What this task involves => Go line by line through the records below. Copy whichever lines contain the string "distance".

-*-*-

impl GameState {
    /// All legal moves for the side to move.
    ///
    /// Also recomputes the checkmate and stalemate flags; they are never
    /// carried over from an earlier call.
    pub fn get_valid_moves(&mut self) -> Vec<Move> {
        let color = self.side_to_move;
        let king = self.king_location(color);
        let scan = self.scan_pins_and_checks(king, color);

        let mut moves;
        if scan.in_check {
            if scan.checks.len() == 1 {
                moves = self.get_all_possible_moves(&scan);
                let check = scan.checks[0];
                let valid_squares = self.check_block_squares(king, check);
                moves.retain(|mv| {
                    mv.piece_moved.0 == Piece::King
                        || valid_squares.contains(&mv.end)
                        || (mv.is_en_passant && mv.capture_square() == check.attacker)
                });
            } else {
                // double check: only the king can move
                moves = Vec::new();
                self.get_king_moves(king, color, &mut moves);
            }
        } else {
            moves = self.get_all_possible_moves(&scan);
            self.get_castle_moves(king, color, &mut moves);
        }

        self.checkmate = moves.is_empty() && scan.in_check;
        self.stalemate = moves.is_empty() && !scan.in_check;
        if self.checkmate || self.stalemate {
            debug!(
                checkmate = self.checkmate,
                stalemate = self.stalemate,
                "no legal moves for {}",
                color
            );
        }
        moves
    }

    /// Pins and checks against the king of the side to move.
    pub fn check_for_pins_and_checks(&self) -> PinsAndChecks {
        let color = self.side_to_move;
        self.scan_pins_and_checks(self.king_location(color), color)
    }

    /// Scans outward from `king` as if `color`'s king stood there. The real
    /// king is transparent to the scan, so a hypothetical square can be probed
    /// without touching the board.
    fn scan_pins_and_checks(&self, king: Square, color: Color) -> PinsAndChecks {
        let enemy = color.opposite();
        let mut result = PinsAndChecks::default();

        for (j, &direction) in ORTHOGONAL.iter().chain(DIAGONAL.iter()).enumerate() {
            let orthogonal = j < 4;
            let mut possible_pin: Option<Square> = None;
            for distance in 1..8 {
                let square = match king.offset(direction, distance) {
                    Some(square) => square,
                    None => break,
                };
                match self.board.get(square) {
                    None => {}
                    Some((Piece::King, c)) if c == color => {}
                    Some((_, c)) if c == color => {
                        if possible_pin.is_some() {
                            break;
                        }
                        possible_pin = Some(square);
                    }
                    Some((piece, _)) => {
                        let attacks = match piece {
                            Piece::Rook => orthogonal,
                            Piece::Bishop => !orthogonal,
                            Piece::Queen => true,
                            Piece::King => distance == 1,
                            Piece::Pawn => {
                                distance == 1 && !orthogonal && direction.0 == -enemy.pawn_direction()
                            }
                            Piece::Knight => false,
                        };
                        if attacks {
                            match possible_pin {
                                None => {
                                    result.in_check = true;
                                    result.checks.push(Check {
                                        attacker: square,
                                        direction,
                                    });
                                }
                                Some(pinned) => {
                                    result.pins.insert(pinned, direction);
                                }
                            }
                        }
                        break;
                    }
                }
            }
        }

        for &offset in &KNIGHT_OFFSETS {
            if let Some(square) = king.offset(offset, 1) {
                if self.board.get(square) == Some((Piece::Knight, enemy)) {
                    result.in_check = true;
                    result.checks.push(Check {
                        attacker: square,
                        direction: offset,
                    });
                }
            }
        }

        result
    }

    /// Squares a non-king move may land on to answer a single check: the
    /// attacker itself, plus the ray between it and the king for sliders.
    fn check_block_squares(&self, king: Square, check: Check) -> Vec<Square> {
        if let Some((Piece::Knight, _)) = self.board.get(check.attacker) {
            return vec![check.attacker];
        }
        let mut squares = Vec::new();
        for distance in 1..8 {
            match king.offset(check.direction, distance) {
                Some(square) => {
                    squares.push(square);
                    if square == check.attacker {
                        break;
                    }
                }
                None => break,
            }
        }
        squares
    }

    /// Moves for every piece of the side to move, with pins enforced but
    /// without check evasion filtering or castling.
    fn get_all_possible_moves(&self, scan: &PinsAndChecks) -> Vec<Move> {
        let color = self.side_to_move;
        let mut moves = Vec::new();
        for (square, piece, c) in self.board.pieces() {
            if c != color {
                continue;
            }
            match piece {
                Piece::Pawn => self.get_pawn_moves(square, color, scan, &mut moves),
                Piece::Knight => self.get_knight_moves(square, color, scan, &mut moves),
                Piece::Bishop => self.get_sliding_moves(square, Piece::Bishop, color, &DIAGONAL, scan, &mut moves),
                Piece::Rook => self.get_sliding_moves(square, Piece::Rook, color, &ORTHOGONAL, scan, &mut moves),
                Piece::Queen => {
                    self.get_sliding_moves(square, Piece::Queen, color, &ORTHOGONAL, scan, &mut moves);
                    self.get_sliding_moves(square, Piece::Queen, color, &DIAGONAL, scan, &mut moves);
                }
                Piece::King => self.get_king_moves(square, color, &mut moves),
            }
        }
        moves
    }

    fn get_pawn_moves(&self, square: Square, color: Color, scan: &PinsAndChecks, moves: &mut Vec<Move>) {
        let forward = color.pawn_direction();
        let start_row = (color.home_row() as i8 + forward) as u8;
        let pawn = (Piece::Pawn, color);

        if let Some(one) = square.offset((forward, 0), 1) {
            if self.board.is_empty(one) && scan.allows(square, (forward, 0)) {
                moves.push(Move::new(square, one, pawn, &self.board));
                if square.row == start_row {
                    if let Some(two) = square.offset((forward, 0), 2) {
                        if self.board.is_empty(two) {
                            moves.push(Move::new(square, two, pawn, &self.board));
                        }
                    }
                }
            }
        }

        for dc in [-1, 1] {
            let direction = (forward, dc);
            let target = match square.offset(direction, 1) {
                Some(target) => target,
                None => continue,
            };
            if !scan.allows(square, direction) {
                continue;
            }
            if self.board.color_at(target) == Some(color.opposite()) {
                moves.push(Move::new(square, target, pawn, &self.board));
            }
            if self.en_passant_target == Some(target)
                && self.board.is_empty(target)
                && self.board.get(Square::new(square.row, target.col)) == Some((Piece::Pawn, color.opposite()))
                && self.en_passant_keeps_rank_closed(square, target.col, color)
            {
                moves.push(Move::new_en_passant(square, target, color));
            }
        }
    }

    /// En passant empties two squares of the capturing pawn's rank at once.
    /// When the king shares that rank, make sure no enemy rook or queen sees
    /// the king through the gap.
    fn en_passant_keeps_rank_closed(&self, pawn: Square, captured_col: u8, color: Color) -> bool {
        let king = self.king_location(color);
        if king.row != pawn.row {
            return true;
        }
        let step: i8 = if king.col < pawn.col { 1 } else { -1 };
        for distance in 1..8 {
            let square = match king.offset((0, step), distance) {
                Some(square) => square,
                None => return true,
            };
            if square.col == pawn.col || square.col == captured_col {
                continue;
            }
            match self.board.get(square) {
                None => {}
                Some((Piece::Rook, c)) | Some((Piece::Queen, c)) if c != color => return false,
                Some(_) => return true,
            }
        }
        true
    }

    fn get_knight_moves(&self, square: Square, color: Color, scan: &PinsAndChecks, moves: &mut Vec<Move>) {
        if scan.is_pinned(square) {
            return;
        }
        for &offset in &KNIGHT_OFFSETS {
            if let Some(target) = square.offset(offset, 1) {
                if self.board.color_at(target) != Some(color) {
                    moves.push(Move::new(square, target, (Piece::Knight, color), &self.board));
                }
            }
        }
    }

    /// Rays for rooks, bishops and both halves of the queen. The pin lookup is
    /// read-only, so a queen checks the same entry on each pass.
    fn get_sliding_moves(
        &self,
        square: Square,
        piece: Piece,
        color: Color,
        directions: &[Direction],
        scan: &PinsAndChecks,
        moves: &mut Vec<Move>,
    ) {
        for &direction in directions {
            if !scan.allows(square, direction) {
                continue;
            }
            for distance in 1..8 {
                let target = match square.offset(direction, distance) {
                    Some(target) => target,
                    None => break,
                };
                match self.board.color_at(target) {
                    None => moves.push(Move::new(square, target, (piece, color), &self.board)),
                    Some(c) if c != color => {
                        moves.push(Move::new(square, target, (piece, color), &self.board));
                        break;
                    }
                    Some(_) => break,
                }
            }
        }
    }

    /// King steps, each probed by re-running the check scan from the
    /// destination. This also keeps the two kings apart.
    fn get_king_moves(&self, square: Square, color: Color, moves: &mut Vec<Move>) {
        for &offset in &KING_OFFSETS {
            let target = match square.offset(offset, 1) {
                Some(target) => target,
                None => continue,
            };
            if self.board.color_at(target) == Some(color) {
                continue;
            }
            if !self.scan_pins_and_checks(target, color).in_check {
                moves.push(Move::new(square, target, (Piece::King, color), &self.board));
            }
        }
    }

    /// Castling requires the right, an empty path to the rook and no attacked
    /// square under the king's path. Callers only ask when not in check.
    fn get_castle_moves(&self, king: Square, color: Color, moves: &mut Vec<Move>) {
        let row = color.home_row();
        if king != Square::new(row, 4) {
            return;
        }
        let at = |col: u8| Square::new(row, col);

        if self.castle_rights.kingside(color)
            && self.board.is_empty(at(5))
            && self.board.is_empty(at(6))
            && !self.square_under_attack(at(5))
            && !self.square_under_attack(at(6))
        {
            moves.push(Move::new_castle(king, at(6), color));
        }

        if self.castle_rights.queenside(color)
            && self.board.is_empty(at(3))
            && self.board.is_empty(at(2))
            && self.board.is_empty(at(1))
            && !self.square_under_attack(at(3))
            && !self.square_under_attack(at(2))
        {
            moves.push(Move::new_castle(king, at(2), color));
        }
    }

    /// Whether the opponent of the side to move attacks `square`.
    pub fn square_under_attack(&self, square: Square) -> bool {
        self.is_attacked_by(square, self.side_to_move.opposite())
    }

    /// Raw attack map: pins and the attacker's own king safety are ignored.
    pub fn is_attacked_by(&self, square: Square, attacker: Color) -> bool {
        // an attacking pawn sits one row behind the square, relative to its own push direction
        let pawn_row = -attacker.pawn_direction();
        for dc in [-1, 1] {
            if let Some(from) = square.offset((pawn_row, dc), 1) {
                if self.board.get(from) == Some((Piece::Pawn, attacker)) {
                    return true;
                }
            }
        }

        for &offset in &KNIGHT_OFFSETS {
            if let Some(from) = square.offset(offset, 1) {
                if self.board.get(from) == Some((Piece::Knight, attacker)) {
                    return true;
                }
            }
        }

        for &offset in &KING_OFFSETS {
            if let Some(from) = square.offset(offset, 1) {
                if self.board.get(from) == Some((Piece::King, attacker)) {
                    return true;
                }
            }
        }

        for (directions, slider) in [(&DIAGONAL, Piece::Bishop), (&ORTHOGONAL, Piece::Rook)] {
            for &direction in directions {
                for distance in 1..8 {
                    let from = match square.offset(direction, distance) {
                        Some(from) => from,
                        None => break,
                    };
                    match self.board.get(from) {
                        None => {}
                        Some((piece, c)) => {
                            if c == attacker && (piece == slider || piece == Piece::Queen) {
                                return true;
                            }
                            break;
                        }
                    }
                }
            }
        }

        false
    }

    /// Looks up a valid move from coordinate notation (`e2e4`, `e7e8q`).
    pub fn find_move(&mut self, notation: &str) -> ChessResult<Move> {
        let moves = self.get_valid_moves();
        match_move(&moves, notation)
    }
}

-*-*-

Final answer =>
            for distance in 1..8 {
                let square = match king.offset(direction, distance) {
                            Piece::King => distance == 1,
                                distance == 1 && !orthogonal && direction.0 == -enemy.pawn_direction()
        for distance in 1..8 {
            match king.offset(check.direction, distance) {
        for distance in 1..8 {
            let square = match king.offset((0, step), distance) {
            for distance in 1..8 {
                let target = match square.offset(direction, distance) {
                for distance in 1..8 {
                    let from = match square.offset(direction, distance) {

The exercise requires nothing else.